* Exercise inputs
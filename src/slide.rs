/// One carousel entry. The catalog is fixed at compile time.
#[derive(Debug, Clone, Copy, PartialEq, Eq)]
pub struct SlideMeta {
    pub file: &'static str,
    pub caption: &'static str,
    pub description: &'static str,
    pub alt: &'static str,
}

pub static SLIDES: [SlideMeta; 5] = [
    SlideMeta {
        file: "1.jpg",
        caption: "Icelandic Turf Houses",
        description: "Traditional Icelandic turf houses nestled in lush green hills, blending harmoniously with nature",
        alt: "Dark wooden turf houses with grass-covered roofs surrounded by green meadows and hills in Iceland",
    },
    SlideMeta {
        file: "2.jpg",
        caption: "Modern Suburban Home",
        description: "Aerial view of a well-maintained suburban house with a large lawn and trees during autumn",
        alt: "Top-down aerial view of a suburban home with a circular driveway, green lawns, and fall-colored trees",
    },
    SlideMeta {
        file: "3.jpg",
        caption: "Cabin in the Mountains",
        description: "Rustic cabin with a grass roof overlooking a scenic mountain range under a partly cloudy sky",
        alt: "Wooden cabin with a grassy roof set on a hilltop with mountains and clouds in the background",
    },
    SlideMeta {
        file: "4.jpg",
        caption: "Alpine House in Mist",
        description: "Old alpine farmhouse surrounded by dark clouds and snowy mountains in a dramatic moody setting",
        alt: "Weathered mountain house on a grassy slope with mist and snowy peaks in the background",
    },
    SlideMeta {
        file: "5.jpg",
        caption: "Cozy Forest Cabin",
        description: "Log cabin tucked into a quiet forest clearing with warm lights glowing through the windows",
        alt: "Wooden log cabin surrounded by trees and autumn leaves, warmly lit from inside in a peaceful forest",
    },
];

/// Text written to the live region after a transition to `index`.
pub fn announcement(slides: &[SlideMeta], index: usize) -> String {
    let caption = slides.get(index).map_or("", |slide| slide.caption);
    format!("Slide {} of {}: {}", index + 1, slides.len(), caption)
}

/// Short position text shown in the status bar.
pub fn position_label(index: usize, total: usize) -> String {
    format!("Slide {} of {}", index + 1, total)
}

* What you should do
Report every line in the listing that holds the word "surrounded".

* Your response
        alt: "Dark wooden turf houses with grass-covered roofs surrounded by green meadows and hills in Iceland",
        description: "Old alpine farmhouse surrounded by dark clouds and snowy mountains in a dramatic moody setting",
        alt: "Wooden log cabin surrounded by trees and autumn leaves, warmly lit from inside in a peaceful forest",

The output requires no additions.